Mr Foote said he strongly believed the use of pain relief in cattle husbandry operations was essential to sustain community support for the beef industry.
“At around $1.30 per or so per treatment when we’re talking about what the value of an animal is today, particularly when there is a commercial gain to be made by using pain relief , it’s not even a consideration,” he said. “Animal welfare continues to be our community licence to operate. “If we don’t meet society’s expectations, we will struggle at the domestic counter, the export counter and the political counter. “Pain relief products has given the beef industry the opportunity and easy tools to overcome most of society’s problems about how we deal with our animals at branding/marking time and at dehorning. “They are products that’s are simple to use and easily available.”
Mr Foote said all of the about 50,000 calves produced on the ACC properties were treated with pain relief agents. With close to 2 million hectares of country and up to 300,000 cattle, ACC Group has grown to become the world’s largest family-owned, vertically integrated cattle and beef supply chain organisation. Its whole-of-chain operations include cattle breeding, backgrounding, seedstock production, farming and lot-feeding to beef primary processing and multi-species further processing, value-adding, retail packing and distribution. The jewel in the crown of the Cannon Hill processing plant, which is capable of handling 350,000 head a year.
ACC is also on a path to making the business carbon neutral by the red meat industry’s target date of 2030. “With COP26, Australia as a nation has drawn the line in the sand,” said Mr Foote, commenting on the 2021 United Nations Climate Change Conference held in Glasgow in November. “Up until COP26 the figures were rubbery. Now Australia has an obligation and a responsibility to achieve carbon neutrality.”
He said ACC was in the process of “understanding, identifying and then managing the targets” needed to make the business carbon neutral, or preferably, carbon positive.
“We will need to become a carbon factory to create the offsets for 300,000 cattle, three feedlots and a meat processing plant,” he said. “Our land resource is likely our greatest asset in achieving that but it also involves using improved genetics and nutrition that will enable us to produce and process cattle at the required specifications at an earlier age with less emissions.”
One challenge for the northern cattle industry is the weights of weaners can be up to 40kg less than cattle of the same age best in the more climatically favourable southern region.
“That also means we have the greatest potential for gains in terms of reducing emissions,” Mr Foote said.

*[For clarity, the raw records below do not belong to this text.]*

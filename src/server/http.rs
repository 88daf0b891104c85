use axum::{
    extract::{DefaultBodyLimit, Multipart, State},
    http::{HeaderValue, StatusCode},
    response::{IntoResponse, Response},
    routing::{get, post},
    Json, Router,
};
use serde::Deserialize;
use std::sync::Arc;
use tower::ServiceBuilder;
use tower_http::cors::{AllowOrigin, Any, CorsLayer};
use tower_http::trace::TraceLayer;

use crate::config::HttpServerConfig;
use crate::error::{AskragError, Result};
use crate::memory::ConversationMemory;
use crate::router::{AnswerRouter, AskResult};
use crate::session::{IngestReport, KnowledgeBase};
use crate::sources::Retriever;

/// Largest accepted upload.
const MAX_UPLOAD_BYTES: usize = 25 * 1024 * 1024;

/// Check if a port is available by attempting to bind to it
async fn check_port_available(port: u16) -> bool {
    tokio::net::TcpListener::bind(format!("127.0.0.1:{}", port))
        .await
        .is_ok()
}

/// Shared handler state
#[derive(Clone)]
pub struct AppState {
    pub router: Arc<AnswerRouter>,
    pub knowledge: Arc<KnowledgeBase>,
    pub memory: Arc<ConversationMemory>,
}

pub struct HttpServer {
    state: AppState,
    config: HttpServerConfig,
}

impl HttpServer {
    pub fn new(state: AppState, config: HttpServerConfig) -> Self {
        Self { state, config }
    }

    pub async fn run(self) -> Result<()> {
        let port = self.config.port;
        let addr = format!("127.0.0.1:{}", port);

        if !check_port_available(port).await {
            return Err(AskragError::Config(format!(
                "Port {} is already in use. Stop the other process or set http_server.port in config.toml",
                port
            )));
        }

        let listener = tokio::net::TcpListener::bind(&addr).await?;
        log::info!("Listening on http://{}", addr);

        let app = create_router(self.state, &self.config.allowed_origins);
        axum::serve(listener, app).await.map_err(|e| {
            AskragError::Io(std::io::Error::other(format!("HTTP server error: {}", e)))
        })?;

        Ok(())
    }
}

/// Build the axum router with CORS and request tracing.
///
/// An empty `allowed_origins` list allows any origin.
pub fn create_router(state: AppState, allowed_origins: &[String]) -> Router {
    let cors = CorsLayer::new()
        .allow_methods([axum::http::Method::GET, axum::http::Method::POST])
        .allow_headers([axum::http::header::CONTENT_TYPE]);
    let cors = if allowed_origins.is_empty() {
        cors.allow_origin(Any)
    } else {
        let origins: Vec<HeaderValue> = allowed_origins
            .iter()
            .filter_map(|o| o.parse().ok())
            .collect();
        cors.allow_origin(AllowOrigin::list(origins))
            .allow_credentials(true)
    };

    Router::new()
        .route("/", get(handle_root))
        .route("/health", get(handle_health))
        .route("/ask", post(handle_ask))
        .route("/ingest", post(handle_ingest))
        .route("/history", get(handle_history))
        .layer(DefaultBodyLimit::max(MAX_UPLOAD_BYTES))
        .layer(
            ServiceBuilder::new()
                .layer(TraceLayer::new_for_http())
                .layer(cors),
        )
        .with_state(state)
}

/// Error response body: `{"error": "..."}`.
struct ApiError {
    status: StatusCode,
    message: String,
}

impl ApiError {
    fn bad_request(message: impl Into<String>) -> Self {
        Self {
            status: StatusCode::BAD_REQUEST,
            message: message.into(),
        }
    }
}

impl From<AskragError> for ApiError {
    fn from(err: AskragError) -> Self {
        let status = match &err {
            AskragError::UnsupportedDocumentType(_) => StatusCode::UNSUPPORTED_MEDIA_TYPE,
            AskragError::InvalidInput(_) | AskragError::Parse(_) => StatusCode::BAD_REQUEST,
            AskragError::Embedding(_) | AskragError::Timeout { .. } => StatusCode::BAD_GATEWAY,
            _ => StatusCode::INTERNAL_SERVER_ERROR,
        };
        Self {
            status,
            message: err.to_string(),
        }
    }
}

impl IntoResponse for ApiError {
    fn into_response(self) -> Response {
        if self.status.is_server_error() {
            log::error!("{}", self.message);
        }
        (self.status, Json(serde_json::json!({ "error": self.message }))).into_response()
    }
}

#[derive(Deserialize)]
struct AskRequest {
    question: String,
}

async fn handle_root() -> Json<serde_json::Value> {
    Json(serde_json::json!({
        "status": "ok",
        "message": "Knowledge assistant backend is running",
        "version": env!("CARGO_PKG_VERSION")
    }))
}

async fn handle_health() -> Json<serde_json::Value> {
    Json(serde_json::json!({ "status": "healthy" }))
}

async fn handle_ask(
    State(state): State<AppState>,
    Json(request): Json<AskRequest>,
) -> std::result::Result<Json<AskResult>, ApiError> {
    let question = request.question.trim();
    if question.is_empty() {
        return Err(ApiError::bad_request("question must not be empty"));
    }

    let retriever = state.knowledge.retriever().await;
    let result = state
        .router
        .ask(question, retriever.as_deref().map(|r| r as &dyn Retriever))
        .await;

    state.memory.add(question, result.answer.clone());
    Ok(Json(result))
}

async fn handle_ingest(
    State(state): State<AppState>,
    mut multipart: Multipart,
) -> std::result::Result<Json<IngestReport>, ApiError> {
    while let Some(field) = multipart
        .next_field()
        .await
        .map_err(|e| ApiError::bad_request(format!("Malformed multipart body: {}", e)))?
    {
        if field.name() != Some("file") {
            continue;
        }
        let filename = field
            .file_name()
            .map(str::to_string)
            .ok_or_else(|| ApiError::bad_request("file field has no filename"))?;
        let bytes = field
            .bytes()
            .await
            .map_err(|e| ApiError::bad_request(format!("Failed to read upload: {}", e)))?;

        let report = state.knowledge.ingest_upload(&filename, &bytes).await?;
        return Ok(Json(report));
    }

    Err(ApiError::bad_request("multipart field 'file' is required"))
}

async fn handle_history(State(state): State<AppState>) -> Response {
    Json(serde_json::json!({
        "capacity": state.memory.capacity(),
        "exchanges": state.memory.entries(),
        "context": state.memory.context(),
    }))
    .into_response()
}
//! Keyword-based intent detection for the built-in tools.
//!
//! Both predicates are deliberately loose substring tests. A question such as
//! "call 555-0100" looks like arithmetic here; the calculator then fails on the
//! extracted expression and routing simply moves on.

use crate::config::RouterConfig;

/// Phrases that mark a question as asking for today's date.
pub const DEFAULT_DATE_PHRASES: &[&str] = &[
    "today's date",
    "todays date",
    "current date",
    "what date is it",
    "what is the date",
    "today date",
    "current day",
    "what day is it",
];

/// Operator symbols and words that, together with a digit, mark a math question.
pub const DEFAULT_MATH_OPERATORS: &[&str] = &[
    "+", "-", "*", "/", "%", "^", "plus", "minus", "times", "divide", "multiplied",
];

/// Lookup tables driving intent detection.
#[derive(Debug, Clone)]
pub struct IntentTables {
    date_phrases: Vec<String>,
    math_operators: Vec<String>,
}

impl Default for IntentTables {
    fn default() -> Self {
        Self::new(
            DEFAULT_DATE_PHRASES.iter().map(|s| s.to_string()).collect(),
            DEFAULT_MATH_OPERATORS.iter().map(|s| s.to_string()).collect(),
        )
    }
}

impl IntentTables {
    /// Build tables from explicit lists. Entries are matched case-insensitively.
    pub fn new(date_phrases: Vec<String>, math_operators: Vec<String>) -> Self {
        Self {
            date_phrases: date_phrases.into_iter().map(|p| p.to_lowercase()).collect(),
            math_operators: math_operators.into_iter().map(|o| o.to_lowercase()).collect(),
        }
    }

    /// Built-in tables with any lists configured under `[router]` swapped in.
    pub fn from_config(config: &RouterConfig) -> Self {
        let defaults = Self::default();
        Self::new(
            config.date_phrases.clone().unwrap_or(defaults.date_phrases),
            config.math_operators.clone().unwrap_or(defaults.math_operators),
        )
    }

    /// True if the question contains any date-intent phrase.
    pub fn is_date_question(&self, question: &str) -> bool {
        let q = question.trim().to_lowercase();
        self.date_phrases.iter().any(|phrase| q.contains(phrase.as_str()))
    }

    /// True if the question contains a digit and an operator token.
    pub fn is_math_question(&self, question: &str) -> bool {
        let q = question.trim().to_lowercase();
        let has_digit = q.chars().any(|c| c.is_ascii_digit());
        let has_op = self.math_operators.iter().any(|op| q.contains(op.as_str()));
        has_digit && has_op
    }
}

The consequences of not becoming carbon neutral would likely be seen in key markets in the form of technical tariff barriers, particularly in Europe, he said. “But I think by 2030 being carbon neutral is unlikely to be unique,” Mr Foote said. “It will likely be the entry ticket to many of our higher value markets.”
Mr Foote said there were plenty of challenges in any business becoming carbon neutral.
“Landowners should be wary of selling their offset credits at today’s prices in the event they may have to buy them back at the future prices,” Mr Foote said.
“I suggest secure your own commitment first, establish your own baseline, bank those offsets or credits and only then trade any surplus. “At some point, be it through political or industrial change, industry may be called on to show it is carbon neutral. “Particularly if you have sold your offsets overseas they actually won’t count in Australia as offsets.”